Hockey

Champions League zum Nulltarif

Geld verdienen die BHC-Spieler nicht, der Meistertitel ist trotzdem drin

- Die Spieler des Berliner HC hatten einen Kreis geschlossen und feierten, als wären sie schon Deutscher Meister. Obwohl - was heißt schon : Seit 1965 ist dieser Erfolg den Männern des Vereins verwehrt geblieben. Aber sie haben endlich wieder eine Mannschaft zusammen, die in der Lage scheint, diesen Titel zu holen. Immerhin steht zwei Spieltage vor Schluss der Feldhockey-Bundesliga fest, dass die Zehlendorfer als Erster ins Final Four einziehen. Am Sonnabend bezwangen sie Rot-Weiß Köln mit 4:1 (1:0), tags darauf folgte ein 2:2 (0:0) gegen Uhlenhorst Mülheim. Neun Punkte beträgt der Vorsprung vor den Kölnern, 18 Mal in Folge haben die Berliner nicht verloren. Mit Platz eins ist auch sicher, dass der BHC in der kommenden Saison in der European Hockey League (EHL) antreten darf, einer Art Champions League des Hockey. "Das ist für unseren Verein ein Meilenstein", jubelte Präsident Michael Stiebitz.
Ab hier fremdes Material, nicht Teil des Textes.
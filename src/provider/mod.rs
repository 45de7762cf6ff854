// src/provider/mod.rs — Model provider layer

pub mod openai_compat;
pub mod registry;
pub mod retry;

use async_trait::async_trait;
use futures::Stream;
use serde::{Deserialize, Serialize};
use std::pin::Pin;

use crate::infra::errors::GoalForgeError;

pub use registry::ProviderRegistry;

pub type TextStream = Pin<Box<dyn Stream<Item = Result<String, GoalForgeError>> + Send>>;

/// Core trait that all model providers implement.
#[async_trait]
pub trait ModelProvider: Send + Sync {
    fn id(&self) -> &str;
    fn name(&self) -> &str;

    async fn execute(&self, request: CompletionRequest) -> Result<Completion, GoalForgeError>;

    /// Finite, non-restartable sequence of text deltas.
    ///
    /// Backends without native streaming yield the whole completion once.
    async fn stream(&self, request: CompletionRequest) -> Result<TextStream, GoalForgeError> {
        let completion = self.execute(request).await?;
        let once = futures::stream::once(async move { Ok(completion.completion) });
        Ok(Box::pin(once))
    }
}

#[derive(Debug, Clone, Default)]
pub struct CompletionRequest {
    pub model_id: String,
    pub prompt: String,
    pub system: Option<String>,
    pub max_tokens: Option<u32>,
    pub temperature: Option<f32>,
}

impl CompletionRequest {
    pub fn new(model_id: impl Into<String>, prompt: impl Into<String>) -> Self {
        Self {
            model_id: model_id.into(),
            prompt: prompt.into(),
            ..Default::default()
        }
    }

    pub fn with_system(mut self, system: impl Into<String>) -> Self {
        self.system = Some(system.into());
        self
    }

    pub fn with_max_tokens(mut self, max_tokens: u32) -> Self {
        self.max_tokens = Some(max_tokens);
        self
    }

    pub fn with_temperature(mut self, temperature: f32) -> Self {
        self.temperature = Some(temperature);
        self
    }
}

#[derive(Debug, Clone)]
pub struct Completion {
    pub completion: String,
    pub tokens_used: TokenUsage,
}

#[derive(Debug, Clone, Copy, Default, PartialEq, Eq, Serialize, Deserialize)]
pub struct TokenUsage {
    pub input_tokens: u32,
    pub output_tokens: u32,
}

impl TokenUsage {
    pub fn new(input_tokens: u32, output_tokens: u32) -> Self {
        Self {
            input_tokens,
            output_tokens,
        }
    }

    pub fn total(&self) -> u32 {
        self.input_tokens.saturating_add(self.output_tokens)
    }

    pub fn add(&mut self, other: &TokenUsage) {
        self.input_tokens = self.input_tokens.saturating_add(other.input_tokens);
        self.output_tokens = self.output_tokens.saturating_add(other.output_tokens);
    }
}

/// Reference to a specific model on a specific provider.
#[derive(Debug, Clone, Hash, Eq, PartialEq, Serialize, Deserialize)]
pub struct ModelRef {
    pub provider: String,
    pub model: String,
}

impl ModelRef {
    pub fn new(provider: impl Into<String>, model: impl Into<String>) -> Self {
        Self {
            provider: provider.into(),
            model: model.into(),
        }
    }

    /// Parse "provider/model" format. The model part may itself contain '/'.
    pub fn parse(s: &str) -> Option<Self> {
        let (provider, model) = s.split_once('/')?;
        if provider.is_empty() || model.is_empty() {
            return None;
        }
        Some(Self {
            provider: provider.to_string(),
            model: model.to_string(),
        })
    }
}

impl std::fmt::Display for ModelRef {
    fn fmt(&self, f: &mut std::fmt::Formatter<'_>) -> std::fmt::Result {
        write!(f, "{}/{}", self.provider, self.model)
    }
}
// src/cli/mod.rs — CLI definition (clap derive)

pub mod history;
pub mod progress;
pub mod run;

use clap::{Parser, Subcommand};

use crate::core::types::GoalMode;

#[derive(Parser)]
#[command(
    name = "goalforge",
    about = "Plan a goal into tasks, route each to a cost-appropriate model, validate and retry",
    version
)]
pub struct Cli {
    /// Goal to run (default command when no subcommand given)
    #[arg(trailing_var_arg = true)]
    pub goal: Vec<String>,

    /// Extra context handed to every task
    #[arg(short, long)]
    pub context: Option<String>,

    /// Execution mode
    #[arg(short, long, value_enum, default_value_t = GoalMode::Auto)]
    pub mode: GoalMode,

    /// Config file path
    #[arg(long)]
    pub config: Option<String>,

    /// Print the planned task graph as JSON without executing it
    #[arg(long)]
    pub inspect: bool,

    /// Emit lifecycle events as JSON lines on stdout
    #[arg(long)]
    pub stream: bool,

    /// Run one task at a time
    #[arg(long)]
    pub sequential: bool,

    /// Permit the expensive tier for routing and escalation
    #[arg(long)]
    pub allow_expensive: bool,

    /// Plan with an LLM instead of keyword heuristics
    #[arg(long)]
    pub llm_plan: bool,

    /// Upper bound on planned tasks
    #[arg(long)]
    pub max_tasks: Option<usize>,

    /// Route every task to this model (provider/model)
    #[arg(long)]
    pub model: Option<String>,

    /// Suppress progress output (only emit the final result)
    #[arg(short, long)]
    pub quiet: bool,

    /// Log level when RUST_LOG is unset
    #[arg(long, default_value = "warn")]
    pub log_level: String,

    #[command(subcommand)]
    pub command: Option<Commands>,
}

#[derive(Subcommand)]
pub enum Commands {
    /// List recently completed goals
    History {
        /// Number of entries to show
        #[arg(short, long, default_value = "10")]
        limit: usize,
        /// Print raw JSON lines
        #[arg(long)]
        json: bool,
    },
}

impl Cli {
    pub fn goal_text(&self) -> String {
        self.goal.join(" ")
    }
}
Vor sieben Jahren, erinnert sich Nationalspieler Martin Häner, war er mit 16 zum BHC gekommen. Damals spielte der Klub gegen den Abstieg, ebenso in den folgenden beiden Jahren. Dann ging es allmählich aufwärts, mit einem Team, das zwar in Pilt Arnold und Martin Zwicker zwei weitere Olympia-Aspiranten hat und in Ulrich Bubolz einen Weltmeister im Tor, aber in dem anders als bei der Bundesliga-Konkurrenz keine Gehälter gezahlt werden. "Unser Erfolg", sieht sich Präsident Stiebitz bestätigt, "ist der Beweis dafür, was mit Leidenschaft und Herzblut zu erreichen ist."
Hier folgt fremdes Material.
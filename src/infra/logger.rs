// src/infra/logger.rs — Structured logging with tracing

use tracing_subscriber::{fmt, EnvFilter};

/// Install the global subscriber. `RUST_LOG` wins over `level` when set.
pub fn init_logging(level: &str) {
    let filter = EnvFilter::try_from_default_env().unwrap_or_else(|_| EnvFilter::new(level));

    fmt()
        .with_env_filter(filter)
        .with_target(false)
        .with_writer(std::io::stderr)
        .compact()
        .init();
}
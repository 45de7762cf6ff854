// src/core/orchestrator.rs — Goal orchestrator: one runtime context, three entry points

use std::sync::Arc;

use serde_json::json;

use super::council::{Council, CouncilResult};
use super::events::{AutonomyEvent, EventKind, EventSink};
use super::executor::{ExecutionReport, Executor, ExecutorOptions};
use super::graph::{GraphSnapshot, GraphStatus, TaskGraph};
use super::planner::{PlanOverrides, Planner};
use super::routing::RoutingPolicy;
use super::types::{Goal, GoalMode};
use crate::evaluator::{OutputValidator, Validator};
use crate::infra::config::Config;
use crate::infra::errors::GoalForgeError;
use crate::memory::{GoalSummary, QueuePolicy, SummaryQueue, SummaryStore};
use crate::provider::ProviderRegistry;

/// One goal submission.
#[derive(Debug, Clone, Default)]
pub struct GoalRequest {
    pub goal: String,
    pub context: Option<String>,
    pub mode: GoalMode,
    /// Plan only; nothing is executed.
    pub inspect: bool,
    pub overrides: PlanOverrides,
    /// Overrides `execution.allow_parallelism`.
    pub allow_parallelism: Option<bool>,
    /// Stream task output as `task_progress` delta frames.
    pub stream: bool,
}

impl GoalRequest {
    pub fn new(goal: impl Into<String>) -> Self {
        Self {
            goal: goal.into(),
            ..Default::default()
        }
    }

    pub fn with_context(mut self, context: impl Into<String>) -> Self {
        self.context = Some(context.into());
        self
    }

    pub fn with_mode(mut self, mode: GoalMode) -> Self {
        self.mode = mode;
        self
    }

    pub fn inspect_only(mut self) -> Self {
        self.inspect = true;
        self
    }

    pub fn with_overrides(mut self, overrides: PlanOverrides) -> Self {
        self.overrides = overrides;
        self
    }

    pub fn sequential(mut self) -> Self {
        self.allow_parallelism = Some(false);
        self
    }

    pub fn streaming(mut self) -> Self {
        self.stream = true;
        self
    }

    fn to_goal(&self) -> Goal {
        let goal = Goal::new(self.goal.clone()).with_mode(self.mode);
        match &self.context {
            Some(c) => goal.with_context(c.clone()),
            None => goal,
        }
    }
}

#[derive(Debug, Clone)]
pub enum GoalOutcome {
    Planned(GraphSnapshot),
    Executed(ExecutionReport),
    Council(CouncilResult),
}

impl GoalOutcome {
    pub fn goal_id(&self) -> &str {
        match self {
            GoalOutcome::Planned(s) => &s.goal_id,
            GoalOutcome::Executed(r) => &r.goal_id,
            GoalOutcome::Council(c) => &c.goal_id,
        }
    }

    pub fn status(&self) -> GraphStatus {
        match self {
            GoalOutcome::Planned(s) => s.status,
            GoalOutcome::Executed(r) => r.status,
            GoalOutcome::Council(c) => c.status,
        }
    }

    /// None for inspect-only runs.
    pub fn final_output(&self) -> Option<&str> {
        match self {
            GoalOutcome::Planned(_) => None,
            GoalOutcome::Executed(r) => Some(&r.final_output),
            GoalOutcome::Council(c) => Some(&c.final_output),
        }
    }
}

pub struct GoalOrchestrator {
    config: Config,
    providers: ProviderRegistry,
    routing: RoutingPolicy,
    validator: Arc<dyn OutputValidator>,
    queue: SummaryQueue,
}

impl GoalOrchestrator {
    /// Build the runtime context. Routing prefers providers that are actually
    /// registered. Spawns the summary worker, so call inside a runtime.
    pub fn new(config: Config, providers: ProviderRegistry, store: Option<Arc<dyn SummaryStore>>) -> Self {
        let routing = RoutingPolicy::new(&config.routing).with_available_providers(providers.ids());
        let validator: Arc<dyn OutputValidator> =
            Arc::new(Validator::new(providers.clone(), config.validation.clone()));
        let queue = match store {
            Some(store) if config.persistence.enabled => {
                SummaryQueue::spawn(store, QueuePolicy::from(&config.persistence))
            }
            _ => SummaryQueue::disabled(),
        };
        Self {
            config,
            providers,
            routing,
            validator,
            queue,
        }
    }

    /// Swap the output validator (tests, custom quality gates).
    pub fn with_validator(mut self, validator: Arc<dyn OutputValidator>) -> Self {
        self.validator = validator;
        self
    }

    pub fn config(&self) -> &Config {
        &self.config
    }

    fn routing_for(&self, overrides: &PlanOverrides) -> RoutingPolicy {
        match overrides.allow_expensive {
            Some(allow) => self.routing.clone().with_allow_expensive(allow),
            None => self.routing.clone(),
        }
    }

    fn planner(&self, overrides: &PlanOverrides) -> Planner {
        Planner::new(
            self.config.planner.clone(),
            self.routing_for(overrides),
            self.providers.clone(),
        )
    }

    async fn plan(&self, goal: &Goal, request: &GoalRequest) -> Result<TaskGraph, GoalForgeError> {
        self.planner(&request.overrides).plan(goal, &request.overrides).await
    }

    /// Planned task graph without executing anything.
    pub async fn inspect(&self, request: &GoalRequest) -> Result<GraphSnapshot, GoalForgeError> {
        let goal = request.to_goal();
        Ok(self.plan(&goal, request).await?.snapshot())
    }

    /// Plan and execute one goal. Planning errors are returned before any
    /// task runs, after an `error` frame on `sink`. Every other outcome,
    /// including total task failure, is an `Ok` carrying its status.
    pub async fn run(&self, request: GoalRequest, sink: EventSink) -> Result<GoalOutcome, GoalForgeError> {
        if request.inspect {
            return self.inspect(&request).await.map(GoalOutcome::Planned);
        }
        let goal = request.to_goal();

        if goal.mode == GoalMode::Council {
            if goal.text.trim().is_empty() {
                return Err(planning_failed(&sink, GoalForgeError::planning("goal is empty")));
            }
            let goal_id = uuid::Uuid::new_v4().to_string();
            tracing::info!(goal_id = %goal_id, "Running council");
            let result = self.council().run(&goal, &goal_id, sink).await;
            self.queue.enqueue(GoalSummary::from_council(&goal, &result));
            return Ok(GoalOutcome::Council(result));
        }

        let graph = match self.plan(&goal, &request).await {
            Ok(g) => g,
            Err(e) => return Err(planning_failed(&sink, e)),
        };

        let report = self.executor(&request).execute(&goal, graph, sink).await;
        self.queue.enqueue(GoalSummary::from_report(&goal, &report));
        Ok(GoalOutcome::Executed(report))
    }

    fn executor(&self, request: &GoalRequest) -> Executor {
        let mut options = ExecutorOptions::from(&self.config.execution);
        if let Some(parallel) = request.allow_parallelism {
            options.allow_parallelism = parallel;
        }
        options.stream_output = request.stream;
        Executor::new(
            self.providers.clone(),
            self.routing_for(&request.overrides),
            self.validator.clone(),
            options,
        )
    }

    fn council(&self) -> Council {
        Council::new(
            self.providers.clone(),
            *self.routing.cost(),
            self.config.council.clone(),
            self.config.execution.task_max_tokens,
            self.config.execution.temperature,
        )
    }

    /// Flush pending summaries.
    pub async fn shutdown(self) {
        self.queue.shutdown().await;
    }
}

fn planning_failed(sink: &EventSink, error: GoalForgeError) -> GoalForgeError {
    let goal_id = uuid::Uuid::new_v4().to_string();
    tracing::warn!(goal_id = %goal_id, "Planning failed: {}", error);
    sink(
        AutonomyEvent::new(EventKind::Error, goal_id).with_meta(json!({
            "status": GraphStatus::Failed,
            "stage": "planning",
            "error": error.to_string(),
        })),
    );
    error
}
Nachwuchs ist schon spitze

Der Sportmarketing-Experte und selbstständige Unternehmer hält nichts davon, Hockeyspieler zu Profis zu machen. Lieber steckt der Verein sein Geld in den Nachwuchs (die männliche A-Jugend ist Deutscher Meister in der Halle und Zweiter auf dem Feld) und versucht, über Topveranstaltungen Begeisterung zu schaffen. Von einer "Event-Offensive" gar spricht der ehemalige Hockeyspieler. Die Endrunde der deutschen Hallenmeisterschaften findet für drei Jahre in Berlin statt, ebenso am ersten Juni-Wochenende die Feld-Endrunden der Männer und Frauen. Auch die BHC-Damen sind nach dem 3:0 (3:0) am Sonntag gegen Etuf Essen auf gutem Wege. Das hilft, denn Stiebitz hat ambitionierte Ziele: Mit 2000 Zuschauern pro Tag soll die schmucke BHC-Arena an der Wilskistraße ausverkauft sein. Die ersten 100 Dauerkarten sind schon weg.
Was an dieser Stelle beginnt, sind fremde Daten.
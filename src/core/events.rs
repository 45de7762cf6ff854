// src/core/events.rs — Lifecycle events streamed to an observer

use std::sync::Arc;

use chrono::{DateTime, Utc};
use serde::{Deserialize, Serialize};
use tokio::sync::mpsc;

#[derive(Debug, Clone, Copy, PartialEq, Eq, Hash, Serialize, Deserialize)]
#[serde(rename_all = "snake_case")]
pub enum EventKind {
    PlanCreated,
    TaskStarted,
    TaskProgress,
    ValidationResult,
    TaskCompleted,
    TaskFailed,
    Done,
    Error,
}

impl EventKind {
    pub fn is_terminal(&self) -> bool {
        matches!(self, EventKind::Done | EventKind::Error)
    }

    pub fn as_str(&self) -> &'static str {
        match self {
            EventKind::PlanCreated => "plan_created",
            EventKind::TaskStarted => "task_started",
            EventKind::TaskProgress => "task_progress",
            EventKind::ValidationResult => "validation_result",
            EventKind::TaskCompleted => "task_completed",
            EventKind::TaskFailed => "task_failed",
            EventKind::Done => "done",
            EventKind::Error => "error",
        }
    }
}

/// One frame of the event stream: `{type, goalId, taskId?, timestamp, meta?}`.
#[derive(Debug, Clone, Serialize, Deserialize)]
#[serde(rename_all = "camelCase")]
pub struct AutonomyEvent {
    #[serde(rename = "type")]
    pub kind: EventKind,
    pub goal_id: String,
    #[serde(default, skip_serializing_if = "Option::is_none")]
    pub task_id: Option<String>,
    pub timestamp: DateTime<Utc>,
    #[serde(default, skip_serializing_if = "serde_json::Value::is_null")]
    pub meta: serde_json::Value,
}

impl AutonomyEvent {
    pub fn new(kind: EventKind, goal_id: impl Into<String>) -> Self {
        Self {
            kind,
            goal_id: goal_id.into(),
            task_id: None,
            timestamp: Utc::now(),
            meta: serde_json::Value::Null,
        }
    }

    pub fn for_task(mut self, task_id: impl Into<String>) -> Self {
        self.task_id = Some(task_id.into());
        self
    }

    pub fn with_meta(mut self, meta: serde_json::Value) -> Self {
        self.meta = meta;
        self
    }

    /// One JSON line, as written by `--stream`.
    pub fn to_json_line(&self) -> String {
        serde_json::to_string(self).unwrap_or_else(|_| {
            format!(
                "{{\"type\":\"{}\",\"goalId\":\"{}\"}}",
                self.kind.as_str(),
                self.goal_id
            )
        })
    }
}

/// Observer callback. Must not block; the executor calls it inline.
pub type EventSink = Arc<dyn Fn(AutonomyEvent) + Send + Sync>;

pub fn noop_sink() -> EventSink {
    Arc::new(|_| {})
}

/// Sink that forwards into an unbounded channel. Sends after the receiver is
/// dropped are discarded, so a detached consumer never stops execution.
pub fn channel_sink() -> (EventSink, mpsc::UnboundedReceiver<AutonomyEvent>) {
    let (tx, rx) = mpsc::unbounded_channel();
    let sink: EventSink = Arc::new(move |event| {
        let _ = tx.send(event);
    });
    (sink, rx)
}

/// Goal-scoped emitter so call sites don't repeat the goal id.
#[derive(Clone)]
pub struct EventEmitter {
    goal_id: String,
    sink: EventSink,
}

impl EventEmitter {
    pub fn new(goal_id: impl Into<String>, sink: EventSink) -> Self {
        Self {
            goal_id: goal_id.into(),
            sink,
        }
    }

    pub fn goal_id(&self) -> &str {
        &self.goal_id
    }

    pub fn goal(&self, kind: EventKind, meta: serde_json::Value) {
        (self.sink)(AutonomyEvent::new(kind, &self.goal_id).with_meta(meta));
    }

    pub fn task(&self, kind: EventKind, task_id: &str, meta: serde_json::Value) {
        (self.sink)(
            AutonomyEvent::new(kind, &self.goal_id)
                .for_task(task_id)
                .with_meta(meta),
        );
    }
}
Das Erstaunliche ist, dass nicht auch der eine oder andere Spieler schon weg ist. Vor allem Häner (23), der trotz seiner Jugend als einer der Besten der Welt gilt. Hamburger, Kölner, Mannheimer - sie alle würden gutes Geld bezahlen für einen wie ihn. Hat es noch keine Gespräche gegeben? Angebote schon, Gespräche nein - "da gibt es nichts zu besprechen", sagt der Innenverteidiger, "dieser Verein ist einzigartig. Wenn man sieht, wie hier einander geholfen wird und die Ehrenamtlichen rackern und tun. Da fühlt man sich so wohl, deswegen sind alle noch hier."

Alle würden sich noch wohler fühlen, wenn die 47 Jahre währende Sehnsucht nach dem Titel nun endlich gestillt würde. "Dafür braucht man auch Glück", sagt Häner vorsichtig, "aber wir haben die beste Defensive der Liga. Und wir haben Selbstvertrauen. Es ist möglich."